Nuclear Physics in Astrophysics VIII

Astrophysical Impact of Recent Measurements of the 23Na(α,p)26Mg Reaction

20 Jun 2017, 16:10

20m

Sala conferenze (Laboratori Nazionali del Sud)

Oral Stellar evolution and nucleosynthesis Direct measurements 2

Speaker

Mr Nicolas Hubbard (University of York and Aarhus University)

Description

The 23 Na(α,p) 26 Mg reaction has been identified as having a significant impact on the nucleo- synthesis of elements, such as 23 Na [1] and 26 Al [2], in massive stars, and of light isotopes in type-Ia supernovae [3]. We will present new experimental results, as well as a combined reaction rate based on all available data, and an assessment of its astrophysical impact on massive stars and type-Ia supernovae. Until 2014 this reaction was only measured in experiments which suffered from normalisation issues.

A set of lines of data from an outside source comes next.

//! Unified client layer for NZB download backends.
//!
//! SABnzbd and NZBGet speak very different protocols (flat query-style GET
//! vs JSON-RPC POST); this crate hides the difference behind one
//! [`Downloader`](downloader::Downloader) contract, normalizes queue state
//! into a single [`NzbQueue`](downloader::NzbQueue) model, discovers API
//! endpoints from partial host input, and offers a polling
//! [`NzbClient`](client::NzbClient) facade that publishes snapshots over a
//! watch channel.

pub mod client;
pub mod downloader;
pub mod error;
pub mod options;
pub mod request;
pub mod units;

pub use client::NzbClient;
pub use downloader::{
    AddNzbOptions, AnyDownloader, CallParams, Downloader, DownloaderType, NzbAddUrlResult,
    NzbQueue, NzbQueueItem, NzbResult,
};
pub use error::{NzbError, Result};
pub use options::{DownloaderOptions, MemoryProfileStore, ProfileStore};
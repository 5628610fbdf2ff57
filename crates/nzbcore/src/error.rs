use thiserror::Error;

/// Centralized error type for the crate.
///
/// Expected backend failures (wrong credentials, unreachable host, paused
/// backend) never appear here — adapters normalize those into
/// `NzbResult { success: false, .. }` values. `NzbError` is reserved for
/// configuration mistakes and bug-class failures that should propagate.
#[derive(Error, Debug)]
pub enum NzbError {
    /// Missing or invalid connection configuration (e.g. empty API URL).
    #[error("Configuration error: {0}")]
    Config(String),

    /// Backend returned a well-formed response that cannot be interpreted
    #[error("Protocol error: {0}")]
    Protocol(String),
}

/// Type alias for Result with NzbError
pub type Result<T, E = NzbError> = std::result::Result<T, E>;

Accordingly, reaction rate compilations such as REACLIB preferred Hauser-Feshbach statistical reaction rates, whose uncertainty may be greater than a factor of 3 for alpha-induced reactions. These uncertainties may be further compounded by the relatively light nuclei involved, where the level density is low. An improved experimental measurement was therefore suggested in reference [2]. Since 2014 there have been several measurements of the reaction utilising various new techniques to avoid the earlier experimental issues [4 – 8]. All of the experiments have found results consistent with one another, as well as with Hauser-Feshbach predictions in the energy range E cm = 1.7 − 3.0 MeV. We have directly measured new angular distributions using the setup in reference [5] and have corrected the data in references [4, 6] based on these angular distributions, in order to reduce their systematic uncertainty. From these corrected data we calculate a new, combined, experimental reaction rate. We have then implemented this reaction rate into astrophysical models of massive stars and type-Ia supernovae to identify its impact on the nucleosynthesis of key isotopes, and from these provide improved constraints on abundances. These constraints may help to identify the primary astrophysical site of 26 Al production. The impact of this new experimental rate on hydrostatic shell burning in massive stars, explosive burning in massive stars, and type-Ia supernovae was determined using the nuclear post-processing codes ppn [9] and a delayed detonation model reference [10]. The change in abundance of isotopes in the region of A = 20 − 30 was calculated and compared to REACLIB reaction rates, along with the uncertainty in isotopic abundances. The impact of these results on galactic 23 Na and 26 Al production will be discussed.